Data excerpts
********************

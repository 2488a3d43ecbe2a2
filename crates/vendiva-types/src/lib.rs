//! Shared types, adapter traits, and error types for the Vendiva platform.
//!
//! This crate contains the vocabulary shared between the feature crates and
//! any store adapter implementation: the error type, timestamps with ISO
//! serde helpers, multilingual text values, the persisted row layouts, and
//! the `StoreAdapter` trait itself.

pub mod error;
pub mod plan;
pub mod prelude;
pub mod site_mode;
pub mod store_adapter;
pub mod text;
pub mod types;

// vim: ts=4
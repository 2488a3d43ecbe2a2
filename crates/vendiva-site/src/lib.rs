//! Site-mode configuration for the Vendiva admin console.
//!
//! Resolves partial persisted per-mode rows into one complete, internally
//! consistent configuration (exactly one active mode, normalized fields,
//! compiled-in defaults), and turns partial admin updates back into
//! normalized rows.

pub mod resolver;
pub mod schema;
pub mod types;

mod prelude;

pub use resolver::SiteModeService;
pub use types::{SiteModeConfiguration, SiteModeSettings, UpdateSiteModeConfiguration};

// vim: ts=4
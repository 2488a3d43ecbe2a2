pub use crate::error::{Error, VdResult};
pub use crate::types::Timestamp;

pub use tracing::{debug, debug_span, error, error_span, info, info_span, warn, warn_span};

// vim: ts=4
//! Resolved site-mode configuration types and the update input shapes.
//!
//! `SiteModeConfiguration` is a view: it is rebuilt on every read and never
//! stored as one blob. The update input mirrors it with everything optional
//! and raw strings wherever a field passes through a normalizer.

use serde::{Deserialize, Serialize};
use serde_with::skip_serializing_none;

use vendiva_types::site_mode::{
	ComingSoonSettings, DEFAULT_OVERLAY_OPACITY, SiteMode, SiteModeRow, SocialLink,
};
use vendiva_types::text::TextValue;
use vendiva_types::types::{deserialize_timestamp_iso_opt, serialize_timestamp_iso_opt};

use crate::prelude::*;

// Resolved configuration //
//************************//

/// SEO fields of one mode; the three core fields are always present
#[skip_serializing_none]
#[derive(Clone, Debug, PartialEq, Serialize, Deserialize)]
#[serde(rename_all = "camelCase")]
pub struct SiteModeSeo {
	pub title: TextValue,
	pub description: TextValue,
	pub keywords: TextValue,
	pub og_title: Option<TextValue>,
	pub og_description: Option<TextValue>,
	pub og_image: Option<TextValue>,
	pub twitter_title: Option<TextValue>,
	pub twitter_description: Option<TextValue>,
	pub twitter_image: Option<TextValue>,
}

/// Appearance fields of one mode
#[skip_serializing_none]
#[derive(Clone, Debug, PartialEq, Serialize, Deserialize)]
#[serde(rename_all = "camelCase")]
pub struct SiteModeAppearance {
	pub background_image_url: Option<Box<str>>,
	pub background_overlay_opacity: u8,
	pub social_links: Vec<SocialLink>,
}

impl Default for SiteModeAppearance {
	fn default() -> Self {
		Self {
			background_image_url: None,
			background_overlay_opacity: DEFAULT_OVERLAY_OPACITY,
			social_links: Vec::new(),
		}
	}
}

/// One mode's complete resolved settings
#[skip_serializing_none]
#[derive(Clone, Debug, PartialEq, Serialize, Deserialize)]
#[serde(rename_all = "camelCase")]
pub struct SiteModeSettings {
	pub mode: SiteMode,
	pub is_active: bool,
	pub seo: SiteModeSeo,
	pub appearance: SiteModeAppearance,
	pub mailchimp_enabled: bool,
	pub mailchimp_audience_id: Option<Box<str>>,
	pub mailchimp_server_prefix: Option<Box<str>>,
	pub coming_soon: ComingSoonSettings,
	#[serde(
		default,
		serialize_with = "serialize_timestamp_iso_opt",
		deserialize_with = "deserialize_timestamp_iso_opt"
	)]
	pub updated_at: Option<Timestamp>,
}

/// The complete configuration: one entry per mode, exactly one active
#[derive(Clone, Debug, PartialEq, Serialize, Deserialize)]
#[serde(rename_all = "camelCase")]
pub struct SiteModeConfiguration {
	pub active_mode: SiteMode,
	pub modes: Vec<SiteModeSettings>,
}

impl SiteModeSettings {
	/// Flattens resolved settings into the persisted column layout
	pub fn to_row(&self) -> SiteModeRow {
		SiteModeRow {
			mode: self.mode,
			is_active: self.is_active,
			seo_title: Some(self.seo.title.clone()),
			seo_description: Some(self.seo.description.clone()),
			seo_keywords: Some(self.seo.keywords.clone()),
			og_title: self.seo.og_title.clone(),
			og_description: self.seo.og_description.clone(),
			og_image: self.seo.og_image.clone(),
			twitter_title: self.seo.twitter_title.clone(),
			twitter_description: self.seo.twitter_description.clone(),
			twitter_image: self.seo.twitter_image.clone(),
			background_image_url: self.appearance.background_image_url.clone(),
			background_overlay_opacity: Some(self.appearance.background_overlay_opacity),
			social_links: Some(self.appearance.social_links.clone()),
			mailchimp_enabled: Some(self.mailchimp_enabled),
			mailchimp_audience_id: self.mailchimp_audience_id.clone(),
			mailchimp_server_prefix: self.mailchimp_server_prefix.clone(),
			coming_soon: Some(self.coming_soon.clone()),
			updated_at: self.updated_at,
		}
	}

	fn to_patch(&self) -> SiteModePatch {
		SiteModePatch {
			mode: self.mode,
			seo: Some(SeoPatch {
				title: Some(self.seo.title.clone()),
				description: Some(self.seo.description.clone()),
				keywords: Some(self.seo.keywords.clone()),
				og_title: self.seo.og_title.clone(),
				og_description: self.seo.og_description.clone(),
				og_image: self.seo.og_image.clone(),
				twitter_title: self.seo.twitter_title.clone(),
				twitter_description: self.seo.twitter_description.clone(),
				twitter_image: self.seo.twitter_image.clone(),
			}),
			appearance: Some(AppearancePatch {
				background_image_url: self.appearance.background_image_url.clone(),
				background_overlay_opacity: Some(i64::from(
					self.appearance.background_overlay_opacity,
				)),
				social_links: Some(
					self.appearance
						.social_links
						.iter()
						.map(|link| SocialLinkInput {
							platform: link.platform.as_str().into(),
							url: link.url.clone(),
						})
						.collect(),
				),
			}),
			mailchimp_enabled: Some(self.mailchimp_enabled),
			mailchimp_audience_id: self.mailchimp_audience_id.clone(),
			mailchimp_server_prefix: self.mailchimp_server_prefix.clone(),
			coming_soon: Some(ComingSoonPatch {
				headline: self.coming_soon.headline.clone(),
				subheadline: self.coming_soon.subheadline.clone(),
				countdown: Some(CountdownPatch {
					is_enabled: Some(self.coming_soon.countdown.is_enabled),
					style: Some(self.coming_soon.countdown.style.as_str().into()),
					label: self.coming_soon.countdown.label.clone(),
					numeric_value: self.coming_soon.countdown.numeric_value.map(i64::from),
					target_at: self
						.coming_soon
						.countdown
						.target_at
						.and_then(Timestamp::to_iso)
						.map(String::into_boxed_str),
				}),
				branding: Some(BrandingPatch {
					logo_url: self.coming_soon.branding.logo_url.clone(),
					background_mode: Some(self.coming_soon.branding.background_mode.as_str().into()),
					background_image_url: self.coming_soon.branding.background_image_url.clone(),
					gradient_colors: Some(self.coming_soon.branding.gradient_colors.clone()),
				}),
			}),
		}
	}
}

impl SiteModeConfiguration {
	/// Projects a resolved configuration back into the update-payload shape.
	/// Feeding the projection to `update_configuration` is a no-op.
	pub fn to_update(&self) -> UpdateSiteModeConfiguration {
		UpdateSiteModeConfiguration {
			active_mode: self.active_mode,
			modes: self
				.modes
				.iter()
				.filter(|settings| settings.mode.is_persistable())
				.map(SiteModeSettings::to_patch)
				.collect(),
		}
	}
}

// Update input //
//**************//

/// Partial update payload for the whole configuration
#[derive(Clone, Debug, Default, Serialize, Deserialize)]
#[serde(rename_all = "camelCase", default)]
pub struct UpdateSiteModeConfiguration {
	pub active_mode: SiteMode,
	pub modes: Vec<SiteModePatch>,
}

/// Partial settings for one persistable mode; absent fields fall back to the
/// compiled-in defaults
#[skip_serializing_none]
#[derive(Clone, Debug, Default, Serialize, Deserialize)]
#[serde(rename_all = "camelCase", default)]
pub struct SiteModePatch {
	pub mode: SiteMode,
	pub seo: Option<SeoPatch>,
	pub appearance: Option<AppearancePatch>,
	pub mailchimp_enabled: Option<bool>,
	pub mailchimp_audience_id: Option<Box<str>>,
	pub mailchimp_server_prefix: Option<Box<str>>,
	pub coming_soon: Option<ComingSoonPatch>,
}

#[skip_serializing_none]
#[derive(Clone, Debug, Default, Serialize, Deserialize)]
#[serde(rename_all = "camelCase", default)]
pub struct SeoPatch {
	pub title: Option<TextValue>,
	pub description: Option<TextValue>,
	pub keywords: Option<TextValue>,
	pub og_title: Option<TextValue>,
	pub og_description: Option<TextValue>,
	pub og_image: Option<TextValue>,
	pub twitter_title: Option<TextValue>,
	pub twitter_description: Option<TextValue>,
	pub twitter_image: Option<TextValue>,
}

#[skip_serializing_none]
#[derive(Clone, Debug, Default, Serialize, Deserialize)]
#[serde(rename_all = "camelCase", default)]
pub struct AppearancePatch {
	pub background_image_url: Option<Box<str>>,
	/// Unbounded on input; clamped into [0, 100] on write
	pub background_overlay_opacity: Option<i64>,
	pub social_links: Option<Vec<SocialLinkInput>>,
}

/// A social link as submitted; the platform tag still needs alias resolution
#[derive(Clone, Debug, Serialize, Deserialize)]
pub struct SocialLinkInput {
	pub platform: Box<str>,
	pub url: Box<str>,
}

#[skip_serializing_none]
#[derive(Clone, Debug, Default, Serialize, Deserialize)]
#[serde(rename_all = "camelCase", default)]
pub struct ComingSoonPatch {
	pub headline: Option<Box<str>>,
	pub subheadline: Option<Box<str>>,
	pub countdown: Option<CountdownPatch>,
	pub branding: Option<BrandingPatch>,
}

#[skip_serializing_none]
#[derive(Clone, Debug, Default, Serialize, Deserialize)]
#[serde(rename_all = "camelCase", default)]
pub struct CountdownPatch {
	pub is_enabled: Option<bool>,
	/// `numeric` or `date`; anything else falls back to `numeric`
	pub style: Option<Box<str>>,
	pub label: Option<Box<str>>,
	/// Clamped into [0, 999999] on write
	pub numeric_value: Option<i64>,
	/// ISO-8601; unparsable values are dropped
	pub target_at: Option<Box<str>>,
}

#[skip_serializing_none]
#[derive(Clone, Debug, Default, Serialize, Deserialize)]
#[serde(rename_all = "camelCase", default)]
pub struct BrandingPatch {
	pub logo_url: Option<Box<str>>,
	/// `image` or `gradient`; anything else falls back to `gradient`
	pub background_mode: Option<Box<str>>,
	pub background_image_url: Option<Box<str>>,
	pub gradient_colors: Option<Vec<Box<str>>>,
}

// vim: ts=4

********************

Scan the data above for the word "SiteModePatch". Copy every line in which it is found.

● Answer:
	fn to_patch(&self) -> SiteModePatch {
		SiteModePatch {
	pub modes: Vec<SiteModePatch>,
pub struct SiteModePatch {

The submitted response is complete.